Gambling
CFTC Gets Judge to Block Arizona’s Prediction Market Prosecution
Federal regulators have convinced a judge to prohibit Arizona from prosecuting predictions market Kalshi. The U.S. District Court for the District Arizona on Friday (April 10) granted a temporary restraining order that prevents Arizona from pursuing criminal charges against contract markets that ar
· 3 min
Expert analysis before drafting:
1. Legal/supervisory development: A federal district court in Arizona granted a temporary restraining order TRO on 10 April 2025, blocking Arizona from criminally prosecuting Kalshi, a CFTC-designated contract market, for operating prediction markets.
2. What is actually new: The CFTC actively intervened as a party to prevent state-level criminal enforcement against a federally licensed exchange - an unusually direct assertion of federal preemption in the prediction markets space.

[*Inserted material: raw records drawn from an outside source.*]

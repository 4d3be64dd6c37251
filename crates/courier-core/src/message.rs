//! Inbound message envelope.

use serde::{Deserialize, Serialize};

/// Which side produced a message.
#[derive(Debug, Clone, Copy, PartialEq, Eq, Serialize, Deserialize)]
#[serde(rename_all = "snake_case")]
pub enum Direction {
    Incoming,
    /// Echo of a message this device sent.
    Outgoing,
}

/// A message delivered by the protocol client.
#[derive(Debug, Clone, PartialEq, Eq, Serialize, Deserialize)]
pub struct InboundMessage {
    /// Protocol message id; unique per message.
    pub id: String,
    /// Protocol-level id of the chat the message came from.
    pub sender: String,
    /// Unix epoch seconds.
    pub timestamp: i64,
    pub body: String,
    pub direction: Direction,
}

impl InboundMessage {
    /// Create an incoming message.
    #[must_use]
    pub fn incoming(
        id: impl Into<String>,
        sender: impl Into<String>,
        timestamp: i64,
        body: impl Into<String>,
    ) -> Self {
        Self {
            id: id.into(),
            sender: sender.into(),
            timestamp,
            body: body.into(),
            direction: Direction::Incoming,
        }
    }

    /// Whether this is an echo of our own outbound message.
    #[must_use]
    pub fn is_from_self(&self) -> bool {
        self.direction == Direction::Outgoing
    }
}
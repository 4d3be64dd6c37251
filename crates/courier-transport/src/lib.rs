//! Transport layer for operators and local integrations.
//!
//! Provides:
//! - Wire types and recipient normalisation
//! - HTTP routes for status, QR login, sends and start/stop (feature: http)

pub mod protocol;

#[cfg(feature = "http")]
pub mod http;

#[cfg(feature = "http")]
pub use http::{ApiError, HttpState, router};
pub use protocol::{
    ErrorResponse, RecipientError, SendRequest, SendResponse, StatusResponse, normalize_recipient,
};
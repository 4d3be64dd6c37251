//! Session supervision for a messaging client.
//!
//! Provides:
//! - `ConnectionSupervisor` - Keep one session connected, with backoff
//! - `AuthStateAdapter` - Load and persist session credentials
//! - `EventDispatcher` - Deduplicated inbound delivery and outbound sends
//! - Storage implementations (memory, file, SQLite)

pub mod auth;
pub mod backoff;
pub mod dispatcher;
pub mod storage;
pub mod supervisor;

#[cfg(test)]
mod test_support;

pub use auth::{AuthStateAdapter, LiveSessionState};
pub use backoff::{BackoffPolicy, RetryState};
pub use dispatcher::{DispatchError, EventDispatcher};
pub use storage::open_store;
pub use supervisor::{ConnectionSupervisor, SupervisorError, SupervisorHandle};
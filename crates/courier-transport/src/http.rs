//! HTTP routes for operators and local integrations.

use std::{convert::Infallible, sync::Arc, time::Duration};

use axum::{
    Json, Router,
    extract::State,
    http::StatusCode,
    response::{
        IntoResponse, Response,
        sse::{Event, KeepAlive, Sse},
    },
    routing::{get, post},
};
use courier_core::SendError;
use courier_session::{SupervisorError, SupervisorHandle};
use futures::{Stream, StreamExt};
use thiserror::Error;
use tokio_stream::wrappers::WatchStream;
use tower_http::trace::TraceLayer;

use crate::protocol::{
    ErrorResponse, RecipientError, SendRequest, SendResponse, StatusResponse, normalize_recipient,
};

/// Interval between SSE keep-alive comments.
const KEEP_ALIVE_INTERVAL: Duration = Duration::from_secs(15);

/// Shared state for the HTTP handlers.
#[derive(Clone)]
pub struct HttpState {
    handle: SupervisorHandle,
    recipient_domain: Arc<str>,
}

impl HttpState {
    #[must_use]
    pub fn new(handle: SupervisorHandle, recipient_domain: &str) -> Self {
        Self {
            handle,
            recipient_domain: Arc::from(recipient_domain),
        }
    }
}

/// Handler error mapped onto an HTTP status.
#[derive(Debug, Error)]
pub enum ApiError {
    #[error(transparent)]
    Recipient(#[from] RecipientError),
    #[error(transparent)]
    Send(#[from] SendError),
    #[error(transparent)]
    Supervisor(#[from] SupervisorError),
}

impl ApiError {
    fn status_code(&self) -> StatusCode {
        match self {
            Self::Recipient(_) => StatusCode::BAD_REQUEST,
            Self::Send(SendError::NotConnected) => StatusCode::CONFLICT,
            Self::Send(SendError::Rejected(_)) => StatusCode::BAD_GATEWAY,
            Self::Supervisor(_) => StatusCode::SERVICE_UNAVAILABLE,
        }
    }
}

impl IntoResponse for ApiError {
    fn into_response(self) -> Response {
        let body = ErrorResponse {
            success: false,
            error: self.to_string(),
        };
        (self.status_code(), Json(body)).into_response()
    }
}

/// Build the router.
///
/// Routes:
/// - `GET /status` - current connection status, including any QR payload
/// - `GET /status/events` - server-sent stream of status changes
/// - `POST /send` - send a text message
/// - `POST /session/start`, `POST /session/stop` - operator control
#[must_use]
pub fn router(state: HttpState) -> Router {
    Router::new()
        .route("/status", get(get_status))
        .route("/status/events", get(status_events))
        .route("/send", post(send_message))
        .route("/session/start", post(start_session))
        .route("/session/stop", post(stop_session))
        .with_state(state)
        .layer(TraceLayer::new_for_http())
}

/// GET /status
async fn get_status(State(state): State<HttpState>) -> Json<StatusResponse> {
    let handle = &state.handle;
    Json(StatusResponse::new(handle.session_key(), handle.status()))
}

/// GET /status/events
///
/// Emits the current status immediately, then one `status` event per change.
async fn status_events(
    State(state): State<HttpState>,
) -> Sse<impl Stream<Item = Result<Event, Infallible>>> {
    let session_key = state.handle.session_key().to_string();
    let stream = WatchStream::new(state.handle.subscribe()).map(move |status| {
        let body = StatusResponse::new(&session_key, status);
        let event = Event::default().event("status");
        Ok::<_, Infallible>(event.json_data(&body).unwrap_or_else(|e| {
            tracing::error!("Failed to serialize status event: {e}");
            Event::default().event("error").data(e.to_string())
        }))
    });

    Sse::new(stream).keep_alive(
        KeepAlive::new()
            .interval(KEEP_ALIVE_INTERVAL)
            .text("keep-alive"),
    )
}

/// POST /send
async fn send_message(
    State(state): State<HttpState>,
    Json(request): Json<SendRequest>,
) -> Result<Json<SendResponse>, ApiError> {
    let recipient = normalize_recipient(&request.number, &state.recipient_domain)?;
    state.handle.send(&recipient, &request.message).await?;
    tracing::debug!(recipient = %recipient, "Message sent");

    Ok(Json(SendResponse {
        success: true,
        recipient,
    }))
}

/// POST /session/start
async fn start_session(State(state): State<HttpState>) -> Result<Json<StatusResponse>, ApiError> {
    let status = state.handle.start().await?;
    Ok(Json(StatusResponse::new(state.handle.session_key(), status)))
}

/// POST /session/stop
async fn stop_session(State(state): State<HttpState>) -> Result<Json<StatusResponse>, ApiError> {
    let status = state.handle.stop().await?;
    Ok(Json(StatusResponse::new(state.handle.session_key(), status)))
}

3. What remains open: A TRO is temporary; a preliminary injunction hearing will follow. The underlying question of whether the Commodity Exchange Act fully preempts state gambling laws for CFTC-designated contract markets is not yet resolved on the merits.
4. Who is affected first: Kalshi directly; other CFTC-registered designated contract markets DCMs offering event contracts e.g., Forecast Exchange/ForecastEx face the same state-law exposure in other jurisdictions.
5. Commercial/operational consequence: If the TRO holds and leads to a permanent injunction, it would establish a federal shield for prediction markets against a patchwork of state gambling statutes - opening the market to broader retail participation without the threat of state prosecution.
6. What happens next and when: Preliminary injunction proceedings in the District of Arizona; other states watching the outcome may accelerate or pause their own enforcement posture.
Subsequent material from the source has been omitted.